Exercise instructions: Respond with nothing but the number of lines in this data that include the word "bool".

Data supplied:
————————

#[cfg(test)]
mod tests {
    use std::time::Duration;

    use lunk_core::{EnemyKind, FriendlyKind, ItemKind, Position, RemovalCause};

    use super::*;

    fn snapshot(id: u32, kind: EntityKind, x: f32, y: f32) -> EntitySnapshot {
        let position = Position::new(x, y);
        EntitySnapshot {
            id: EntityId::new(id),
            kind,
            position,
            heading: Heading::RIGHT,
            cell: position.cell().expect("non-negative position"),
            behavior: Behavior::Idle,
            target: None,
            halted_ticks: 0,
            saved: false,
            rescue_progress: 0,
        }
    }

    fn tick() -> Vec<Event> {
        vec![Event::TimeAdvanced {
            dt: Duration::from_millis(16),
            tick: 1,
        }]
    }

    fn moves(out: &[Command]) -> Vec<(EntityId, Heading, f32)> {
        out.iter()
            .filter_map(|command| match command {
                Command::MoveEntity {
                    entity,
                    heading,
                    distance,
                } => Some((*entity, *heading, *distance)),
                _ => None,
            })
            .collect()
    }

    #[test]
    fn nothing_moves_without_a_tick() {
        let view = EntityView::from_snapshots(vec![snapshot(0, EntityKind::Player, 1.5, 1.5)]);
        let mut movement = Movement::default();
        let mut out = Vec::new();
        movement.handle(&[], Steering::TurnLeft, &view, &mut out);
        assert!(out.is_empty());
    }

    #[test]
    fn player_turns_five_degrees_per_tick() {
        let view = EntityView::from_snapshots(vec![snapshot(0, EntityKind::Player, 1.5, 1.5)]);
        let mut movement = Movement::default();
        let mut out = Vec::new();
        movement.handle(&tick(), Steering::TurnRight, &view, &mut out);

        let steps = moves(&out);
        assert_eq!(steps.len(), 1);
        let (_, heading, distance) = steps[0];
        let turned = Heading::RIGHT.angle_to(heading);
        assert!((turned - 5.0_f32.to_radians()).abs() < 1e-5);
        assert!((distance - MovementTuning::default().player_speed).abs() < f32::EPSILON);
    }

    #[test]
    fn halted_entities_and_items_stay_put() {
        let mut halted = snapshot(1, EntityKind::Enemy(EnemyKind::Skeleton), 3.5, 3.5);
        halted.behavior = Behavior::Patrol;
        halted.halted_ticks = 4;
        let item = snapshot(2, EntityKind::Item(ItemKind::Crystal), 5.5, 5.5);
        let view = EntityView::from_snapshots(vec![halted, item]);

        let mut movement = Movement::default();
        let mut out = Vec::new();
        movement.handle(&tick(), Steering::None, &view, &mut out);
        assert!(out.is_empty());
    }

    #[test]
    fn fast_pursuit_doubles_speed_and_turns_toward_target() {
        let mut enemy = snapshot(1, EntityKind::Enemy(EnemyKind::Skeleton), 1.5, 1.5);
        enemy.behavior = Behavior::PursueFast;
        enemy.target = Some(EntityId::new(2));
        let damsel = snapshot(2, EntityKind::Friendly(FriendlyKind::Damsel), 1.5, 4.5);
        let view = EntityView::from_snapshots(vec![enemy, damsel]);

        let tuning = MovementTuning::default();
        let mut movement = Movement::new(tuning);
        let mut out = Vec::new();
        movement.handle(&tick(), Steering::None, &view, &mut out);

        let (_, heading, distance) = moves(&out)[0];
        assert!((distance - tuning.npc_speed * tuning.fast_multiplier).abs() < f32::EPSILON);
        assert!((Heading::RIGHT.angle_to(heading) - tuning.npc_turn).abs() < 1e-5);
    }

    #[test]
    fn fleeing_steers_away_from_the_threat() {
        let mut enemy = snapshot(1, EntityKind::Enemy(EnemyKind::Skeleton), 4.5, 4.5);
        enemy.behavior = Behavior::Flee;
        enemy.target = Some(EntityId::new(0));
        let player = snapshot(0, EntityKind::Player, 2.5, 4.5);
        let view = EntityView::from_snapshots(vec![player, enemy]);

        let mut movement = Movement::default();
        let mut out = Vec::new();
        movement.handle(&tick(), Steering::None, &view, &mut out);

        let flee = moves(&out)
            .into_iter()
            .find(|(entity, _, _)| *entity == EntityId::new(1))
            .expect("enemy step");
        assert_eq!(flee.1, Heading::RIGHT);
    }

    #[test]
    fn followers_stop_close_to_the_player() {
        let mut damsel = snapshot(1, EntityKind::Friendly(FriendlyKind::Damsel), 3.5, 2.5);
        damsel.behavior = Behavior::Follow;
        damsel.target = Some(EntityId::new(0));
        let player = snapshot(0, EntityKind::Player, 2.5, 2.5);
        let view = EntityView::from_snapshots(vec![player, damsel]);

        let mut movement = Movement::default();
        let mut out = Vec::new();
        movement.handle(&tick(), Steering::None, &view, &mut out);

        assert!(moves(&out)
            .iter()
            .all(|(entity, _, _)| *entity == EntityId::new(0)));
    }

    #[test]
    fn patrol_reverses_after_the_flip_interval() {
        let mut skeleton = snapshot(1, EntityKind::Enemy(EnemyKind::Skeleton), 4.5, 4.5);
        skeleton.behavior = Behavior::Patrol;
        let view = EntityView::from_snapshots(vec![skeleton]);

        let mut movement = Movement::new(MovementTuning {
            patrol_flip_ticks: 3,
            npc_turn: std::f32::consts::PI,
            ..MovementTuning::default()
        });
        let mut headings = Vec::new();
        for _ in 0..4 {
            let mut out = Vec::new();
            movement.handle(&tick(), Steering::None, &view, &mut out);
            headings.push(moves(&out)[0].1);
        }

        assert_eq!(headings[0], Heading::RIGHT);
        assert_eq!(headings[1], Heading::RIGHT);
        assert_eq!(headings[2], Heading::LEFT);
        assert_eq!(headings[3], Heading::LEFT);
    }

    #[test]
    fn removed_entities_forget_their_patrol() {
        let mut movement = Movement::default();
        let mut skeleton = snapshot(1, EntityKind::Enemy(EnemyKind::Skeleton), 4.5, 4.5);
        skeleton.behavior = Behavior::Patrol;
        let view = EntityView::from_snapshots(vec![skeleton]);
        let mut out = Vec::new();
        movement.handle(&tick(), Steering::None, &view, &mut out);
        assert_eq!(movement.patrols.len(), 1);

        movement.handle(
            &[Event::EntityRemoved {
                entity: EntityId::new(1),
                cause: RemovalCause::Crushed,
            }],
            Steering::None,
            &EntityView::default(),
            &mut out,
        );
        assert!(movement.patrols.is_empty());
    }

    fn charger(target_x: f32, target_y: f32) -> EntityView {
        let mut minotaur = snapshot(1, EntityKind::Enemy(EnemyKind::Minotaur), 2.5, 2.5);
        minotaur.behavior = Behavior::Charge;
        minotaur.target = Some(EntityId::new(2));
        let postman = snapshot(
            2,
            EntityKind::Friendly(FriendlyKind::Postman),
            target_x,
            target_y,
        );
        EntityView::from_snapshots(vec![minotaur, postman])
    }

    fn ended_charges(out: &[Command]) -> usize {
        out.iter()
            .filter(|command| {
                matches!(
                    command,
                    Command::SetBehavior {
                        behavior: Behavior::Patrol,
                        target: None,
                        ..
                    }
                )
            })
            .count()
    }

    #[test]
    fn charges_hold_their_heading_until_the_timer_runs_out() {
        let tuning = MovementTuning {
            charge_ticks: 3,
            ..MovementTuning::default()
        };
        let mut movement = Movement::new(tuning);

        let mut out = Vec::new();
        movement.handle(&tick(), Steering::None, &charger(2.5, 6.5), &mut out);
        let (entity, heading, distance) = moves(&out)[0];
        assert_eq!(entity, EntityId::new(1));
        assert_eq!(heading, Heading::DOWN);
        assert!((distance - tuning.npc_speed * tuning.charge_multiplier).abs() < f32::EPSILON);

        let dodged = charger(8.5, 2.5);
        for _ in 0..2 {
            let mut out = Vec::new();
            movement.handle(&tick(), Steering::None, &dodged, &mut out);
            assert_eq!(moves(&out)[0].1, Heading::DOWN);
            assert_eq!(ended_charges(&out), 0);
        }

        let mut out = Vec::new();
        movement.handle(&tick(), Steering::None, &dodged, &mut out);
        assert!(moves(&out).is_empty());
        assert_eq!(ended_charges(&out), 1);
        assert!(movement.charges.is_empty());
    }

    #[test]
    fn halting_a_charger_ends_the_charge() {
        let mut movement = Movement::default();
        let mut out = Vec::new();
        movement.handle(&tick(), Steering::None, &charger(6.5, 2.5), &mut out);
        assert_eq!(movement.charges.len(), 1);

        out.clear();
        movement.handle(
            &[Event::EntityHalted {
                entity: EntityId::new(1),
                ticks: 30,
            }],
            Steering::None,
            &charger(6.5, 2.5),
            &mut out,
        );
        assert_eq!(ended_charges(&out), 1);
        assert!(movement.charges.is_empty());
    }

    #[test]
    fn charges_without_a_target_never_start() {
        let mut minotaur = snapshot(1, EntityKind::Enemy(EnemyKind::Minotaur), 2.5, 2.5);
        minotaur.behavior = Behavior::Charge;
        let view = EntityView::from_snapshots(vec![minotaur]);

        let mut movement = Movement::default();
        let mut out = Vec::new();
        movement.handle(&tick(), Steering::None, &view, &mut out);
        assert!(moves(&out).is_empty());
        assert_eq!(ended_charges(&out), 1);
    }
}
#![deny(
    unsafe_code,
    missing_docs,
    dead_code,
    unused_results,
    non_snake_case,
    unreachable_pub
)]

//! Command-line adapter that boots a Lunk level.

use std::path::PathBuf;

use anyhow::{Context, Result};
use clap::Parser;
use lunk_core::{ScoreSnapshot, Steering};
use lunk_rendering::{Palette, Presentation, RenderingBackend};
use lunk_rendering_macroquad::MacroquadBackend;
use lunk_simulation::{Simulation, SimulationConfig};
use lunk_tilemap::TileMap;
use lunk_world::query;
use tracing::{info, warn};
use tracing_subscriber::EnvFilter;

/// Command-line arguments accepted by the `lunk` binary.
#[derive(Debug, Parser)]
#[command(name = "lunk", about = "Guide Lunk through a tile-grid level.")]
struct CliArgs {
    /// Level manifest (TOML) describing the layers to load.
    #[arg(long, value_name = "PATH")]
    level: PathBuf,
    /// Seed shared by relocation and wall-policy randomness.
    #[arg(long)]
    seed: Option<u64>,
    /// Runs the simulation without opening a window.
    #[arg(long)]
    headless: bool,
    /// Ticks to simulate in headless mode.
    #[arg(long, default_value_t = 3600)]
    ticks: u64,
    /// Times the level is played in headless mode, restarting it in between.
    #[arg(long, default_value_t = 1, value_parser = clap::value_parser!(u32).range(1..))]
    runs: u32,
    /// Logs the frame rate once per second while windowed.
    #[arg(long)]
    show_fps: bool,
    /// Disables vertical sync while windowed.
    #[arg(long)]
    no_vsync: bool,
}

/// Entry point for the Lunk command-line interface.
fn main() -> Result<()> {
    init_tracing();
    let args = CliArgs::parse();

    let simulation = build_simulation(&args)?;
    println!("{}", query::welcome_banner(simulation.world()));

    if args.headless {
        let _ = run_headless(simulation, &args)?;
        return Ok(());
    }
    run_windowed(simulation, &args)
}

fn init_tracing() {
    let filter = EnvFilter::try_from_default_env().unwrap_or_else(|_| EnvFilter::new("info"));
    tracing_subscriber::fmt()
        .with_env_filter(filter)
        .with_target(false)
        .compact()
        .init();
}

fn build_simulation(args: &CliArgs) -> Result<Simulation> {
    let map = TileMap::load(&args.level)
        .with_context(|| format!("failed to load level {}", args.level.display()))?;

    let mut level = map.level_config();
    let mut config = SimulationConfig::default();
    if let Some(seed) = args.seed {
        level.seed = seed;
        config.collision.seed = seed;
    }

    let name = map.manifest().name.clone();
    let simulation =
        Simulation::from_tilemap(map, level, config).context("failed to build the level")?;
    let (columns, rows) = query::dimensions(simulation.world());
    info!(level = %name, columns, rows, "level ready");
    Ok(simulation)
}

/// Plays the level `args.runs` times and returns the final score of every run.
fn run_headless(mut simulation: Simulation, args: &CliArgs) -> Result<Vec<ScoreSnapshot>> {
    let mut scores = Vec::new();
    for run in 1..=args.runs {
        if run > 1 {
            simulation.restart()?;
        }
        let ran = simulation.run_headless(args.ticks, Steering::None);
        let score = query::score(simulation.world());
        info!(
            run,
            ticks = ran,
            score = score.score,
            boredom = score.boredom,
            ended = query::level_ended(simulation.world()),
            "headless run complete"
        );
        scores.push(score);
    }
    Ok(scores)
}

fn run_windowed(mut simulation: Simulation, args: &CliArgs) -> Result<()> {
    let mut scene = simulation.scene()?;
    simulation.populate_scene(&mut scene);

    let presentation = Presentation::new("Lunk", Palette::BACKDROP, scene);
    let backend = MacroquadBackend::new()
        .with_vsync(!args.no_vsync)
        .with_show_fps(args.show_fps);

    backend.run(presentation, move |dt, input, scene| {
        if input.restart {
            if let Err(error) = simulation.restart() {
                warn!("restart failed: {error:#}");
            }
        }
        let _ = simulation.advance(dt, input.steering);
        simulation.populate_scene(scene);
    })
}
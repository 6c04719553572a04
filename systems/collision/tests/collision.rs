use lunk_core::{
    CellCoord, Command, EnemyKind, EntityId, EntityKind, Event, FriendlyKind, Heading, Interaction,
    ItemKind,
};
use lunk_system_collision::{Collision, CollisionConfig};
use lunk_world::{self as world, query, LevelConfig, LevelLayout, World};

fn step(world: &mut World, moves: &[(EntityId, Heading, f32)]) -> Vec<Event> {
    let mut events = Vec::new();
    for (entity, heading, distance) in moves {
        world::apply(
            world,
            Command::MoveEntity {
                entity: *entity,
                heading: *heading,
                distance: *distance,
            },
            &mut events,
        );
    }
    events
}

fn resolve(world: &World, collision: &mut Collision, events: &[Event]) -> Vec<Command> {
    let mut commands = Vec::new();
    collision.handle(
        events,
        &query::entity_view(world),
        query::landscape_view(world),
        query::occupancy_view(world),
        &mut commands,
    );
    commands
}

#[test]
fn walking_into_a_wall_rolls_a_policy_for_that_wall() {
    let layout = LevelLayout::open(6, 3)
        .with_wall(CellCoord::new(3, 1))
        .with_spawn(EntityKind::Player, CellCoord::new(2, 1));
    let mut world = World::new(layout, LevelConfig::default()).expect("valid level");
    let mut collision = Collision::default();

    let events = step(&mut world, &[(EntityId::new(0), Heading::RIGHT, 0.3)]);
    let commands = resolve(&world, &mut collision, &events);

    assert_eq!(commands.len(), 1);
    assert!(matches!(
        commands[0],
        Command::ResolveWallCollision {
            entity,
            wall,
            ..
        } if entity == EntityId::new(0) && wall == CellCoord::new(3, 1)
    ));
}

#[test]
fn both_wall_policies_occur_and_resolve_cleanly() {
    let mut seen_turn_around = false;
    let mut seen_clear = false;

    for seed in 0..16 {
        let layout = LevelLayout::open(6, 3)
            .with_wall(CellCoord::new(3, 1))
            .with_spawn(EntityKind::Player, CellCoord::new(2, 1));
        let mut world = World::new(layout, LevelConfig::default()).expect("valid level");
        let mut collision = Collision::new(CollisionConfig {
            seed,
            ..CollisionConfig::default()
        });

        let events = step(&mut world, &[(EntityId::new(0), Heading::RIGHT, 0.3)]);
        let mut resolved = Vec::new();
        for command in resolve(&world, &mut collision, &events) {
            world::apply(&mut world, command, &mut resolved);
        }

        let player = query::entity(&world, EntityId::new(0)).expect("player");
        if query::landscape_view(&world).is_wall(CellCoord::new(3, 1)) {
            seen_turn_around = true;
            assert!(player.is_halted());
            assert!(player.heading.x() < 0.0);
            assert_eq!(player.cell, CellCoord::new(2, 1));
        } else {
            seen_clear = true;
            assert_eq!(query::score(&world).boredom, 75);
        }
    }

    assert!(seen_turn_around && seen_clear);
}

#[test]
fn overlapping_pairs_are_reported_once() {
    let layout = LevelLayout::open(8, 8)
        .with_spawn(EntityKind::Player, CellCoord::new(2, 2))
        .with_spawn(EntityKind::Enemy(EnemyKind::Skeleton), CellCoord::new(3, 2));
    let mut world = World::new(layout, LevelConfig::default()).expect("valid level");
    let mut collision = Collision::default();

    let events = step(
        &mut world,
        &[
            (EntityId::new(0), Heading::RIGHT, 0.3),
            (EntityId::new(1), Heading::LEFT, 0.3),
        ],
    );
    let commands = resolve(&world, &mut collision, &events);

    assert_eq!(
        commands,
        vec![Command::ResolveInteraction {
            interaction: Interaction::Attack {
                player: EntityId::new(0),
                enemy: EntityId::new(1),
            },
        }]
    );
}

#[test]
fn pairs_without_a_policy_are_ignored() {
    let layout = LevelLayout::open(8, 8)
        .with_spawn(EntityKind::Player, CellCoord::new(6, 6))
        .with_spawn(EntityKind::Enemy(EnemyKind::Skeleton), CellCoord::new(2, 2))
        .with_spawn(EntityKind::Enemy(EnemyKind::Skeleton), CellCoord::new(3, 2))
        .with_spawn(EntityKind::Item(ItemKind::Crystal), CellCoord::new(2, 3));
    let mut world = World::new(layout, LevelConfig::default()).expect("valid level");
    let mut collision = Collision::default();

    let events = step(
        &mut world,
        &[
            (EntityId::new(1), Heading::RIGHT, 0.4),
            (EntityId::new(1), Heading::DOWN, 0.4),
        ],
    );
    let commands = resolve(&world, &mut collision, &events);

    assert!(commands.is_empty());
}

#[test]
fn minotaur_reaches_friendlies_a_tile_away() {
    let layout = LevelLayout::open(10, 10)
        .with_spawn(EntityKind::Player, CellCoord::new(9, 9))
        .with_spawn(EntityKind::Enemy(EnemyKind::Minotaur), CellCoord::new(3, 3))
        .with_spawn(EntityKind::Friendly(FriendlyKind::Damsel), CellCoord::new(5, 3));
    let mut world = World::new(layout, LevelConfig::default()).expect("valid level");
    let mut collision = Collision::default();

    let events = step(&mut world, &[(EntityId::new(1), Heading::RIGHT, 0.3)]);
    let commands = resolve(&world, &mut collision, &events);

    assert_eq!(
        commands,
        vec![Command::ResolveInteraction {
            interaction: Interaction::Threat {
                enemy: EntityId::new(1),
                friendly: EntityId::new(2),
            },
        }]
    );
}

————————

Expected answer: 3